All of the data is to be copied word for word.

BEGIN

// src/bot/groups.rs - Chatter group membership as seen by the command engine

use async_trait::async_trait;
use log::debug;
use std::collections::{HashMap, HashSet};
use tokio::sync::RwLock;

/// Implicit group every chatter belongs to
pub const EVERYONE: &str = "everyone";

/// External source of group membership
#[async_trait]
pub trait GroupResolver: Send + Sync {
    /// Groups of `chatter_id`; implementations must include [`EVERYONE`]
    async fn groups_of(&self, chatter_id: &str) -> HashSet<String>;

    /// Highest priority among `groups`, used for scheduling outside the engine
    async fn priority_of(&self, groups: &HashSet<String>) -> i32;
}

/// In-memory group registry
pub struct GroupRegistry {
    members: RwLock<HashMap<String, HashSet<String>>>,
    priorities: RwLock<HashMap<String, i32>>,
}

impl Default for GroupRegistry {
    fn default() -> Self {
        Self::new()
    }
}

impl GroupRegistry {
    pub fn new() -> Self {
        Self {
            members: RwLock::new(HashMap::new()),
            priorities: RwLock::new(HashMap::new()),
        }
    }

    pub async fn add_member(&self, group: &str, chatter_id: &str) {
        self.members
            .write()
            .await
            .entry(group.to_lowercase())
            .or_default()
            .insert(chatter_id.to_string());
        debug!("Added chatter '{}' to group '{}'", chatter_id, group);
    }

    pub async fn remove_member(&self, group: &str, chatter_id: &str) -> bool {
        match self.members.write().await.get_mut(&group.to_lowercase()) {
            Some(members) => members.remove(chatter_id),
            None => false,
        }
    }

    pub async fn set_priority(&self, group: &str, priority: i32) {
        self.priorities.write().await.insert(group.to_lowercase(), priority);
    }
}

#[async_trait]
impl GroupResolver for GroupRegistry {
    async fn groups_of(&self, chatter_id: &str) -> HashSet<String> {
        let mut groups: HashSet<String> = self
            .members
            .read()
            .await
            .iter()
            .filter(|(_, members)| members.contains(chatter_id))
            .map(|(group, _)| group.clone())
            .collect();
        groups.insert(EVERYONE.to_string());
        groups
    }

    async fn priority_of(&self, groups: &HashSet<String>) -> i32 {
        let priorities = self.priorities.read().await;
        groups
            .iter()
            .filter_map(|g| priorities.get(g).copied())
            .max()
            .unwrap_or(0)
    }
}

END

» **Output for this task**
// src/bot/groups.rs - Chatter group membership as seen by the command engine

use async_trait::async_trait;
use log::debug;
use std::collections::{HashMap, HashSet};
use tokio::sync::RwLock;

/// Implicit group every chatter belongs to
pub const EVERYONE: &str = "everyone";

/// External source of group membership
#[async_trait]
pub trait GroupResolver: Send + Sync {
    /// Groups of `chatter_id`; implementations must include [`EVERYONE`]
    async fn groups_of(&self, chatter_id: &str) -> HashSet<String>;

    /// Highest priority among `groups`, used for scheduling outside the engine
    async fn priority_of(&self, groups: &HashSet<String>) -> i32;
}

/// In-memory group registry
pub struct GroupRegistry {
    members: RwLock<HashMap<String, HashSet<String>>>,
    priorities: RwLock<HashMap<String, i32>>,
}

impl Default for GroupRegistry {
    fn default() -> Self {
        Self::new()
    }
}

impl GroupRegistry {
    pub fn new() -> Self {
        Self {
            members: RwLock::new(HashMap::new()),
            priorities: RwLock::new(HashMap::new()),
        }
    }

    pub async fn add_member(&self, group: &str, chatter_id: &str) {
        self.members
            .write()
            .await
            .entry(group.to_lowercase())
            .or_default()
            .insert(chatter_id.to_string());
        debug!("Added chatter '{}' to group '{}'", chatter_id, group);
    }

    pub async fn remove_member(&self, group: &str, chatter_id: &str) -> bool {
        match self.members.write().await.get_mut(&group.to_lowercase()) {
            Some(members) => members.remove(chatter_id),
            None => false,
        }
    }

    pub async fn set_priority(&self, group: &str, priority: i32) {
        self.priorities.write().await.insert(group.to_lowercase(), priority);
    }
}

#[async_trait]
impl GroupResolver for GroupRegistry {
    async fn groups_of(&self, chatter_id: &str) -> HashSet<String> {
        let mut groups: HashSet<String> = self
            .members
            .read()
            .await
            .iter()
            .filter(|(_, members)| members.contains(chatter_id))
            .map(|(group, _)| group.clone())
            .collect();
        groups.insert(EVERYONE.to_string());
        groups
    }

    async fn priority_of(&self, groups: &HashSet<String>) -> i32 {
        let priorities = self.priorities.read().await;
        groups
            .iter()
            .filter_map(|g| priorities.get(g).copied())
            .max()
            .unwrap_or(0)
    }
}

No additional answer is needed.